### Data under study
════════

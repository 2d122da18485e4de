//! Client for the generative-language `generateContent` endpoint.

use std::time::Duration;

use async_trait::async_trait;
use reqwest::Client;
use serde::{Deserialize, Serialize};
use tracing::{debug, warn};

use crate::error::CommentError;
use crate::generator::{SamplingParams, TextGenerator};
use crate::settings::Settings;

pub const BASE_URL: &str = "https://generativelanguage.googleapis.com/v1beta";

/// Carries the API key. Request URLs never contain it.
const API_KEY_HEADER: &str = "x-goog-api-key";

/// Models tried in order until one answers.
pub const DEFAULT_MODELS: &[&str] = &["gemini-2.5-flash", "gemini-2.5-flash-lite", "gemini-2.0-flash"];

const SAFETY_THRESHOLD: &str = "BLOCK_MEDIUM_AND_ABOVE";

// ---------------------------------------------------------------------------
// Wire types
// ---------------------------------------------------------------------------

#[derive(Debug, Clone, Serialize)]
#[serde(rename_all = "camelCase")]
pub struct GenerateContentRequest {
    pub contents: Vec<Content>,
    pub generation_config: WireGenerationConfig,
    pub safety_settings: Vec<SafetySetting>,
}

impl GenerateContentRequest {
    pub fn new(prompt: &str, params: &SamplingParams) -> Self {
        Self {
            contents: vec![Content {
                parts: vec![Part {
                    text: Some(prompt.to_string()),
                }],
            }],
            generation_config: WireGenerationConfig {
                temperature: params.temperature,
                top_k: params.top_k,
                top_p: params.top_p,
                max_output_tokens: params.max_output_tokens,
                candidate_count: 1,
            },
            safety_settings: ["HARM_CATEGORY_HARASSMENT", "HARM_CATEGORY_HATE_SPEECH"]
                .iter()
                .map(|category| SafetySetting {
                    category: category.to_string(),
                    threshold: SAFETY_THRESHOLD.to_string(),
                })
                .collect(),
        }
    }
}

#[derive(Debug, Clone, Default, Serialize, Deserialize)]
pub struct Content {
    #[serde(default)]
    pub parts: Vec<Part>,
}

#[derive(Debug, Clone, Default, Serialize, Deserialize)]
pub struct Part {
    #[serde(skip_serializing_if = "Option::is_none")]
    pub text: Option<String>,
}

#[derive(Debug, Clone, Serialize)]
#[serde(rename_all = "camelCase")]
pub struct WireGenerationConfig {
    pub temperature: f32,
    pub top_k: u32,
    pub top_p: f32,
    pub max_output_tokens: u32,
    pub candidate_count: u32,
}

#[derive(Debug, Clone, Serialize)]
pub struct SafetySetting {
    pub category: String,
    pub threshold: String,
}

#[derive(Debug, Clone, Default, Deserialize)]
pub struct GenerateContentResponse {
    #[serde(default)]
    pub candidates: Vec<Candidate>,
}

impl GenerateContentResponse {
    /// Trimmed text of the first part of the first candidate.
    pub fn first_text(&self) -> Option<&str> {
        self.candidates
            .first()?
            .content
            .as_ref()?
            .parts
            .first()?
            .text
            .as_deref()
            .map(str::trim)
    }
}

#[derive(Debug, Clone, Default, Deserialize)]
pub struct Candidate {
    pub content: Option<Content>,
}

#[derive(Debug, Deserialize)]
struct ApiErrorBody {
    error: ApiErrorDetail,
}

#[derive(Debug, Deserialize)]
struct ApiErrorDetail {
    message: String,
}

// ---------------------------------------------------------------------------
// Client
// ---------------------------------------------------------------------------

pub struct GeminiClient {
    client: Client,
    api_key: String,
    base_url: String,
    models: Vec<String>,
}

impl GeminiClient {
    pub fn new(api_key: impl Into<String>) -> Result<Self, CommentError> {
        let client = Client::builder()
            .connect_timeout(Duration::from_secs(10))
            .timeout(Duration::from_secs(60))
            .build()
            .map_err(|e| CommentError::Network(e.to_string()))?;
        Ok(Self {
            client,
            api_key: api_key.into(),
            base_url: BASE_URL.to_string(),
            models: DEFAULT_MODELS.iter().map(|m| m.to_string()).collect(),
        })
    }

    /// Client for the key in `settings`. Fails before any request is built
    /// when no key is configured.
    pub fn from_settings(settings: &Settings) -> Result<Self, CommentError> {
        let key = settings.api_key().ok_or(CommentError::MissingApiKey)?;
        Self::new(key)
    }

    pub fn with_base_url(mut self, base_url: impl Into<String>) -> Self {
        self.base_url = base_url.into().trim_end_matches('/').to_string();
        self
    }

    pub fn with_models<I, S>(mut self, models: I) -> Self
    where
        I: IntoIterator<Item = S>,
        S: Into<String>,
    {
        self.models = models.into_iter().map(Into::into).collect();
        self
    }

    pub fn models(&self) -> &[String] {
        &self.models
    }

    /// One `generateContent` call against one model.
    pub async fn generate_content(
        &self,
        model: &str,
        request: &GenerateContentRequest,
    ) -> Result<String, CommentError> {
        let url = format!("{}/models/{}:generateContent", self.base_url, model);

        debug!(model, "calling generateContent");

        let response = self
            .client
            .post(&url)
            .header(API_KEY_HEADER, self.api_key.as_str())
            .json(request)
            .send()
            .await
            .map_err(|e| CommentError::Network(e.without_url().to_string()))?;

        let status = response.status();
        let body = response
            .text()
            .await
            .map_err(|e| CommentError::Network(e.without_url().to_string()))?;

        debug!(model, status = status.as_u16(), "generateContent responded");

        if !status.is_success() {
            let message = match serde_json::from_str::<ApiErrorBody>(&body) {
                Ok(e) => e.error.message,
                Err(_) if body.trim().is_empty() => format!("HTTP {}", status.as_u16()),
                Err(_) => body,
            };
            return Err(CommentError::Api {
                status: status.as_u16(),
                message,
            });
        }

        let parsed: GenerateContentResponse = serde_json::from_str(&body)?;
        match parsed.first_text() {
            Some(text) if !text.is_empty() => Ok(text.to_string()),
            _ => Err(CommentError::EmptyUpstreamResult),
        }
    }
}

#[async_trait]
impl TextGenerator for GeminiClient {
    /// Try each model in turn; the last model's error is returned.
    async fn complete(&self, prompt: &str, params: &SamplingParams) -> Result<String, CommentError> {
        let request = GenerateContentRequest::new(prompt, params);
        let mut last_error = CommentError::EmptyUpstreamResult;

        for model in &self.models {
            match self.generate_content(model, &request).await {
                Ok(text) => {
                    debug!(model = %model, chars = text.chars().count(), "completion received");
                    return Ok(text);
                }
                Err(e) => {
                    warn!(model = %model, error = %e, "model failed, trying next");
                    last_error = e;
                }
            }
        }

        Err(last_error)
    }
}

════════

### About this exercise
Work through the data and count each line holding the string "GeminiClient". Give only that count.

### Problem solution
3